Stored items:
++++++++++

//! Task store contract and SQLite implementation.
//!
//! # Responsibility
//! - Persist task records keyed by id, with an index on `synced`.
//! - Track per-record `revision` so sync acknowledgements cannot clear a
//!   newer local edit.
//! - Track per-record `position` so column order survives a reload.
//!
//! # Invariants
//! - Every write that leaves `synced = 0` increments `revision`.
//! - `position` is re-assigned (to the current maximum plus one) on insert
//!   and whenever `status` changes; `list_all` orders by it.
//! - `mark_synced` touches only the `synced` column.

use crate::db::DbError;
use crate::model::task::{Priority, Task, TaskId, TaskStatus, ValidationError};
use rusqlite::types::Value;
use rusqlite::{params, params_from_iter, Connection, OptionalExtension, Row};
use std::error::Error;
use std::fmt::{Display, Formatter};
use uuid::Uuid;

const TASK_SELECT_SQL: &str = "SELECT
    id,
    title,
    description,
    priority,
    status,
    deleted,
    synced,
    revision
FROM tasks";

const NEXT_POSITION_SQL: &str = "(SELECT COALESCE(MAX(position), 0) + 1 FROM tasks)";

pub type StoreResult<T> = Result<T, StoreError>;

/// Storage failure. Callers must assume the write did not happen.
#[derive(Debug)]
pub enum StoreError {
    /// Record would violate text invariants; rejected before SQL.
    Validation(ValidationError),
    Db(DbError),
    NotFound(TaskId),
    InvalidData(String),
}

impl Display for StoreError {
    fn fmt(&self, f: &mut Formatter<'_>) -> std::fmt::Result {
        match self {
            Self::Validation(err) => write!(f, "{err}"),
            Self::Db(err) => write!(f, "{err}"),
            Self::NotFound(id) => write!(f, "task not found: {id}"),
            Self::InvalidData(message) => write!(f, "invalid persisted task data: {message}"),
        }
    }
}

impl Error for StoreError {
    fn source(&self) -> Option<&(dyn Error + 'static)> {
        match self {
            Self::Validation(err) => Some(err),
            Self::Db(err) => Some(err),
            Self::NotFound(_) | Self::InvalidData(_) => None,
        }
    }
}

impl From<ValidationError> for StoreError {
    fn from(value: ValidationError) -> Self {
        Self::Validation(value)
    }
}

impl From<DbError> for StoreError {
    fn from(value: DbError) -> Self {
        Self::Db(value)
    }
}

impl From<rusqlite::Error> for StoreError {
    fn from(value: rusqlite::Error) -> Self {
        Self::Db(DbError::Sqlite(value))
    }
}

/// Partial update merged into an existing record. `None` leaves the field
/// untouched.
#[derive(Debug, Clone, Default, PartialEq, Eq)]
pub struct TaskPatch {
    pub title: Option<String>,
    pub description: Option<String>,
    pub priority: Option<Priority>,
    pub status: Option<TaskStatus>,
    pub deleted: Option<bool>,
    pub synced: Option<bool>,
}

impl TaskPatch {
    pub fn is_empty(&self) -> bool {
        self == &Self::default()
    }
}

/// Unsynced record paired with the revision it was read at.
#[derive(Debug, Clone, PartialEq, Eq)]
pub struct PendingTask {
    pub task: Task,
    pub revision: i64,
}

/// Durable store contract shared by the mutation API and the sync engine.
pub trait TaskStore {
    /// Inserts or fully replaces one record.
    fn put(&self, task: &Task) -> StoreResult<()>;
    /// Merges named fields into an existing record.
    fn patch(&self, id: TaskId, patch: &TaskPatch) -> StoreResult<()>;
    fn get(&self, id: TaskId) -> StoreResult<Option<Task>>;
    /// Every record, tombstones included, in board placement order.
    fn list_all(&self) -> StoreResult<Vec<Task>>;
    /// Records with `synced = false`, in board placement order.
    fn list_unsynced(&self) -> StoreResult<Vec<PendingTask>>;
    /// Sets `synced = true` only if the record is still at `revision`.
    ///
    /// Returns `false` when a newer local write superseded the pushed
    /// state, or the record is gone.
    fn mark_synced(&self, id: TaskId, revision: i64) -> StoreResult<bool>;
    /// Physically removes tombstones whose deletion was acknowledged.
    fn purge_synced_tombstones(&self) -> StoreResult<usize>;
}

impl<T: TaskStore + ?Sized> TaskStore for &T {
    fn put(&self, task: &Task) -> StoreResult<()> {
        (**self).put(task)
    }

    fn patch(&self, id: TaskId, patch: &TaskPatch) -> StoreResult<()> {
        (**self).patch(id, patch)
    }

    fn get(&self, id: TaskId) -> StoreResult<Option<Task>> {
        (**self).get(id)
    }

    fn list_all(&self) -> StoreResult<Vec<Task>> {
        (**self).list_all()
    }

    fn list_unsynced(&self) -> StoreResult<Vec<PendingTask>> {
        (**self).list_unsynced()
    }

    fn mark_synced(&self, id: TaskId, revision: i64) -> StoreResult<bool> {
        (**self).mark_synced(id, revision)
    }

    fn purge_synced_tombstones(&self) -> StoreResult<usize> {
        (**self).purge_synced_tombstones()
    }
}

/// SQLite-backed task store.
#[derive(Clone, Copy)]
pub struct SqliteTaskStore<'conn> {
    conn: &'conn Connection,
}

impl<'conn> SqliteTaskStore<'conn> {
    pub fn new(conn: &'conn Connection) -> Self {
        Self { conn }
    }
}

impl TaskStore for SqliteTaskStore<'_> {
    fn put(&self, task: &Task) -> StoreResult<()> {
        task.validate()?;

        self.conn.execute(
            &format!(
                "INSERT INTO tasks (
                    id,
                    title,
                    description,
                    priority,
                    status,
                    deleted,
                    synced,
                    revision,
                    position
                ) VALUES (?1, ?2, ?3, ?4, ?5, ?6, ?7, 1, {NEXT_POSITION_SQL})
                ON CONFLICT(id) DO UPDATE SET
                    title = excluded.title,
                    description = excluded.description,
                    priority = excluded.priority,
                    deleted = excluded.deleted,
                    synced = excluded.synced,
                    revision = CASE WHEN excluded.synced = 0
                        THEN tasks.revision + 1 ELSE tasks.revision END,
                    position = CASE WHEN tasks.status <> excluded.status
                        THEN excluded.position ELSE tasks.position END,
                    status = excluded.status,
                    updated_at = (strftime('%s', 'now') * 1000);"
            ),
            params![
                task.id.to_string(),
                task.title.as_str(),
                task.description.as_str(),
                task.priority.as_str(),
                task.status.as_str(),
                bool_to_int(task.deleted),
                bool_to_int(task.synced),
            ],
        )?;

        Ok(())
    }

    fn patch(&self, id: TaskId, patch: &TaskPatch) -> StoreResult<()> {
        if patch.is_empty() {
            return match self.get(id)? {
                Some(_) => Ok(()),
                None => Err(StoreError::NotFound(id)),
            };
        }

        let mut assignments: Vec<String> = Vec::new();
        let mut bind_values: Vec<Value> = Vec::new();

        if let Some(title) = &patch.title {
            if title.trim().is_empty() {
                return Err(ValidationError::MissingTitle.into());
            }
            assignments.push("title = ?".to_string());
            bind_values.push(Value::Text(title.clone()));
        }
        if let Some(description) = &patch.description {
            if description.trim().is_empty() {
                return Err(ValidationError::MissingDescription.into());
            }
            assignments.push("description = ?".to_string());
            bind_values.push(Value::Text(description.clone()));
        }
        if let Some(priority) = patch.priority {
            assignments.push("priority = ?".to_string());
            bind_values.push(Value::Text(priority.as_str().to_string()));
        }
        if let Some(status) = patch.status {
            // Evaluated against the pre-update status.
            assignments.push(format!(
                "position = CASE WHEN status <> ? THEN {NEXT_POSITION_SQL} ELSE position END"
            ));
            bind_values.push(Value::Text(status.as_str().to_string()));
            assignments.push("status = ?".to_string());
            bind_values.push(Value::Text(status.as_str().to_string()));
        }
        if let Some(deleted) = patch.deleted {
            assignments.push("deleted = ?".to_string());
            bind_values.push(Value::Integer(bool_to_int(deleted)));
        }
        if let Some(synced) = patch.synced {
            assignments.push("synced = ?".to_string());
            bind_values.push(Value::Integer(bool_to_int(synced)));
            if !synced {
                assignments.push("revision = revision + 1".to_string());
            }
        }
        assignments.push("updated_at = (strftime('%s', 'now') * 1000)".to_string());
        bind_values.push(Value::Text(id.to_string()));

        let sql = format!("UPDATE tasks SET {} WHERE id = ?;", assignments.join(", "));
        let changed = self.conn.execute(&sql, params_from_iter(bind_values))?;
        if changed == 0 {
            return Err(StoreError::NotFound(id));
        }

        Ok(())
    }

    fn get(&self, id: TaskId) -> StoreResult<Option<Task>> {
        let mut stmt = self
            .conn
            .prepare(&format!("{TASK_SELECT_SQL} WHERE id = ?1;"))?;
        let row = stmt
            .query_row([id.to_string()], |row| Ok(parse_task_row(row)))
            .optional()?;
        row.transpose().map(|pending| pending.map(|p| p.task))
    }

    fn list_all(&self) -> StoreResult<Vec<Task>> {
        let pending = self.query_tasks(&format!(
            "{TASK_SELECT_SQL} ORDER BY position ASC, id ASC;"
        ))?;
        Ok(pending.into_iter().map(|p| p.task).collect())
    }

    fn list_unsynced(&self) -> StoreResult<Vec<PendingTask>> {
        self.query_tasks(&format!(
            "{TASK_SELECT_SQL} WHERE synced = 0 ORDER BY position ASC, id ASC;"
        ))
    }

    fn mark_synced(&self, id: TaskId, revision: i64) -> StoreResult<bool> {
        let changed = self.conn.execute(
            "UPDATE tasks SET synced = 1 WHERE id = ?1 AND revision = ?2;",
            params![id.to_string(), revision],
        )?;
        Ok(changed > 0)
    }

    fn purge_synced_tombstones(&self) -> StoreResult<usize> {
        let removed = self
            .conn
            .execute("DELETE FROM tasks WHERE deleted = 1 AND synced = 1;", [])?;
        Ok(removed)
    }
}

impl SqliteTaskStore<'_> {
    fn query_tasks(&self, sql: &str) -> StoreResult<Vec<PendingTask>> {
        let mut stmt = self.conn.prepare(sql)?;
        let mut rows = stmt.query([])?;
        let mut tasks = Vec::new();

        while let Some(row) = rows.next()? {
            tasks.push(parse_task_row(row)?);
        }

        Ok(tasks)
    }
}

fn parse_task_row(row: &Row<'_>) -> StoreResult<PendingTask> {
    let id_text: String = row.get("id")?;
    let id = Uuid::parse_str(&id_text)
        .map_err(|_| StoreError::InvalidData(format!("invalid id `{id_text}` in tasks.id")))?;

    let priority_text: String = row.get("priority")?;
    let priority = Priority::parse(&priority_text).ok_or_else(|| {
        StoreError::InvalidData(format!(
            "invalid priority `{priority_text}` in tasks.priority"
        ))
    })?;

    let status_text: String = row.get("status")?;
    let status = TaskStatus::parse(&status_text).ok_or_else(|| {
        StoreError::InvalidData(format!("invalid status `{status_text}` in tasks.status"))
    })?;

    let task = Task {
        id,
        title: row.get("title")?,
        description: row.get("description")?,
        priority,
        status,
        deleted: int_to_bool(row.get("deleted")?, "deleted")?,
        synced: int_to_bool(row.get("synced")?, "synced")?,
    };
    task.validate().map_err(|err| {
        StoreError::InvalidData(format!("task {} violates text invariant: {err}", task.id))
    })?;

    Ok(PendingTask {
        task,
        revision: row.get("revision")?,
    })
}

fn int_to_bool(value: i64, column: &str) -> StoreResult<bool> {
    match value {
        0 => Ok(false),
        1 => Ok(true),
        other => Err(StoreError::InvalidData(format!(
            "invalid {column} value `{other}` in tasks.{column}"
        ))),
    }
}

fn bool_to_int(value: bool) -> i64 {
    i64::from(value)
}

++++++++++

* [What the exercise asks]:
Every line above with the word "existing" belongs in the answer, copied as written.

* [Result]:
/// Partial update merged into an existing record. `None` leaves the field
    /// Merges named fields into an existing record.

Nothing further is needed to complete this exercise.